Back to the trip. Lutsel K’e is the smallest community within the region and also the most difficult to get to. Unlike all the other centres and schools it is inaccessible by car. You can only get to the community by boat or by plane. I imagine it would take an awfully long time by boat/barge so plane is the only real option. The plane was tiny, definitely the smallest one I have ever seen in person. I am not normally a nervous flyer, and the flight was remarkably smooth. It was a beautiful, warm, sunny day, so I’m sure that helped.

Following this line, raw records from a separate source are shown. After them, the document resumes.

// SPDX-License-Identifier: BUSL-1.1
// Copyright (c) 2026 Alfred Jean LLC

//! End-to-end plan execution: schedule, dispatch, completion.

use crate::prelude::*;
use herd_core::{FakeClock, GroupStatus, TaskId};
use herd_engine::{
    BridgeStatus, ExecutionBridge, FakeTaskSpawner, ModelSelector, ModelSelectorConfig,
};
use std::sync::Arc;

fn bridge(clock: &FakeClock, spawner: &FakeTaskSpawner) -> ExecutionBridge<FakeClock> {
    ExecutionBridge::new(
        clock.clone(),
        Arc::new(spawner.clone()),
        ModelSelector::new(ModelSelectorConfig::default()),
    )
}

async fn run_to_terminal(bridge: &ExecutionBridge<FakeClock>) {
    for _ in 0..50 {
        bridge.tick().await;
        if bridge.status().is_terminal() {
            return;
        }
    }
    panic!("execution did not settle");
}

/// A dependency-ordered plan runs group by group; every task completes
/// only after its dependencies, and the history records the execution.
#[tokio::test]
async fn dependency_ordered_plan_completes() {
    let clock = clock();
    let spawner = FakeTaskSpawner::completing();
    let bridge = bridge(&clock, &spawner);

    bridge
        .load_plan(vec![
            item("parse", 0, &[]),
            item("analyze", 0, &["parse"]),
            item("report", 1, &["analyze"]),
        ])
        .unwrap();
    bridge.start().unwrap();
    run_to_terminal(&bridge).await;

    assert_eq!(bridge.status(), BridgeStatus::Completed);

    let schedule = bridge.schedule().unwrap();
    assert_eq!(schedule.completed_tasks, 3);
    assert!(schedule
        .groups
        .iter()
        .all(|g| g.status == GroupStatus::Completed));

    // Dependency edges respected: completion precedes dependent start
    for group in &schedule.groups {
        for task in &group.tasks {
            for dep in &task.item.dependencies {
                let dep_task = schedule
                    .groups
                    .iter()
                    .find_map(|g| g.task(dep))
                    .unwrap();
                assert!(dep_task.completed_at_ms.unwrap() <= task.started_at_ms.unwrap());
            }
        }
    }

    let history = bridge.history();
    assert_eq!(history.len(), 1);
    assert_eq!(history[0].status, BridgeStatus::Completed);
}

/// Model selection is per task: heavyweight work gets the deep model,
/// small exploration gets the fast one.
#[tokio::test]
async fn models_follow_task_hints() {
    let clock = clock();
    let spawner = FakeTaskSpawner::completing();
    let bridge = bridge(&clock, &spawner);

    let mut heavy = item("heavy", 0, &[]);
    heavy.estimated_tokens = Some(80_000);
    let light = item("light", 0, &[]);

    bridge.load_plan(vec![heavy, light]).unwrap();
    bridge.start().unwrap();
    run_to_terminal(&bridge).await;

    let model_of = |id: &str| {
        spawner
            .assignments()
            .iter()
            .find(|a| a.task_id == TaskId::new(id))
            .unwrap()
            .model
            .model
            .clone()
    };
    assert_eq!(model_of("heavy"), "opus");
    assert_eq!(model_of("light"), "haiku");
}
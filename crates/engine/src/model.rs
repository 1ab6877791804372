// SPDX-License-Identifier: BUSL-1.1
// Copyright (c) 2026 Alfred Jean LLC

//! Model selection for plan tasks.
//!
//! Deterministic mapping from per-task hints to a model identifier. No
//! I/O; the same task always selects the same model under the same
//! config.

use herd_core::plan::AgentKind;
use herd_core::schedule::{LIGHTWEIGHT_TOKEN_CEILING, SESSION_TOKEN_THRESHOLD};
use herd_core::{GroupTask, TaskId};
use serde::{Deserialize, Serialize};
use std::collections::HashMap;

/// Named model tiers.
#[derive(Debug, Clone, Copy, PartialEq, Eq, Hash, Serialize, Deserialize)]
#[serde(rename_all = "lowercase")]
pub enum ModelTier {
    Fast,
    Balanced,
    Deep,
}

impl ModelTier {
    /// Parse a tier name; unknown names are not a tier.
    pub fn parse(s: &str) -> Option<Self> {
        match s.trim().to_ascii_lowercase().as_str() {
            "fast" => Some(Self::Fast),
            "balanced" => Some(Self::Balanced),
            "deep" => Some(Self::Deep),
            _ => None,
        }
    }

    pub fn as_str(&self) -> &'static str {
        match self {
            Self::Fast => "fast",
            Self::Balanced => "balanced",
            Self::Deep => "deep",
        }
    }
}

/// Tier-to-model mapping plus per-task overrides.
#[derive(Debug, Clone)]
pub struct ModelSelectorConfig {
    pub fast: String,
    pub balanced: String,
    pub deep: String,
    /// Explicit task id -> model id overrides; they win over everything.
    pub overrides: HashMap<TaskId, String>,
}

impl Default for ModelSelectorConfig {
    fn default() -> Self {
        Self {
            fast: "haiku".to_string(),
            balanced: "sonnet".to_string(),
            deep: "opus".to_string(),
            overrides: HashMap::new(),
        }
    }
}

impl ModelSelectorConfig {
    fn model_for(&self, tier: ModelTier) -> &str {
        match tier {
            ModelTier::Fast => &self.fast,
            ModelTier::Balanced => &self.balanced,
            ModelTier::Deep => &self.deep,
        }
    }
}

/// A selection with its rationale.
#[derive(Debug, Clone, PartialEq, Serialize, Deserialize)]
#[serde(rename_all = "camelCase")]
pub struct ModelChoice {
    pub model: String,
    pub reason: String,
    /// The author's tier hint, when one was honoured.
    #[serde(default, skip_serializing_if = "Option::is_none")]
    pub optimizer_recommendation: Option<String>,
}

/// Stateless model selector.
#[derive(Debug, Clone, Default)]
pub struct ModelSelector {
    config: ModelSelectorConfig,
}

impl ModelSelector {
    pub fn new(config: ModelSelectorConfig) -> Self {
        Self { config }
    }

    /// Pick a model for a task, first matching rule wins:
    /// explicit override, author tier hint, token estimate, agent kind.
    pub fn select(&self, task: &GroupTask) -> ModelChoice {
        if let Some(model) = self.config.overrides.get(task.id()) {
            return ModelChoice {
                model: model.clone(),
                reason: format!("explicit override for task {}", task.id()),
                optimizer_recommendation: None,
            };
        }

        if let Some(hint) = task.item.recommended_model.as_deref() {
            if let Some(tier) = ModelTier::parse(hint) {
                return ModelChoice {
                    model: self.config.model_for(tier).to_string(),
                    reason: format!("recommended tier {}", tier.as_str()),
                    optimizer_recommendation: Some(hint.to_string()),
                };
            }
        }

        let estimate = task.item.estimated_tokens.unwrap_or(0);
        if estimate > SESSION_TOKEN_THRESHOLD {
            return ModelChoice {
                model: self.config.deep.clone(),
                reason: format!("estimate {} tokens needs the deep tier", estimate),
                optimizer_recommendation: None,
            };
        }

        if matches!(
            task.resolved_agent_type,
            AgentKind::Implement | AgentKind::Review
        ) {
            return ModelChoice {
                model: self.config.deep.clone(),
                reason: format!("{} work uses the deep tier", task.resolved_agent_type.as_str()),
                optimizer_recommendation: None,
            };
        }

        if task.resolved_agent_type == AgentKind::Test || estimate > LIGHTWEIGHT_TOKEN_CEILING {
            return ModelChoice {
                model: self.config.balanced.clone(),
                reason: "medium-weight work uses the balanced tier".to_string(),
                optimizer_recommendation: None,
            };
        }

        ModelChoice {
            model: self.config.fast.clone(),
            reason: "small explore/general work uses the fast tier".to_string(),
            optimizer_recommendation: None,
        }
    }
}

#[cfg(test)]
#[path = "model_tests.rs"]
mod tests;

Lutsel K'e appears on a peninsula from the aircraft. 
Lutsel K’e, sitting on the shores of the Great Slave Lake, reminded me a great deal of smaller communities in Newfoundland. The architecture, the way of life is not entirely dissimilar to the ones I saw a few weeks ago on vacation. Perhaps Labrador is a better parallel, but I have never been there. The smell was wrong though. Lakes do not offer the same rich smells of the ocean.

Lutsel K'e.


Lutsel K’e Dene School was very different from the schools I was taught in, and where I taught. The school only has a few dozen students. All the classes, as near as I can tell, are multi-year classes. The school is a critical part of community life. At the end of the day parents and family members zoomed to the school in ATVs and picked up their little ones.

Growing up in a city with a half a million people makes these experiences somewhat of a shock. Given that my family comes from Newfoundland I have a certain inoculation to these experiences and some familiarity and fondness for an otherwise alien way of life. There is something amazing about living on the shores of one of the largest fresh bodies of water in the world, surrounded by a vast, untamed wilderness. My brief visit to Lutsel K’e did not offer me any particular insights into what it is like to live there, but I am glad I got the chance to visit.
The vast Northwest Territories, filled with lakes, rivers and forests.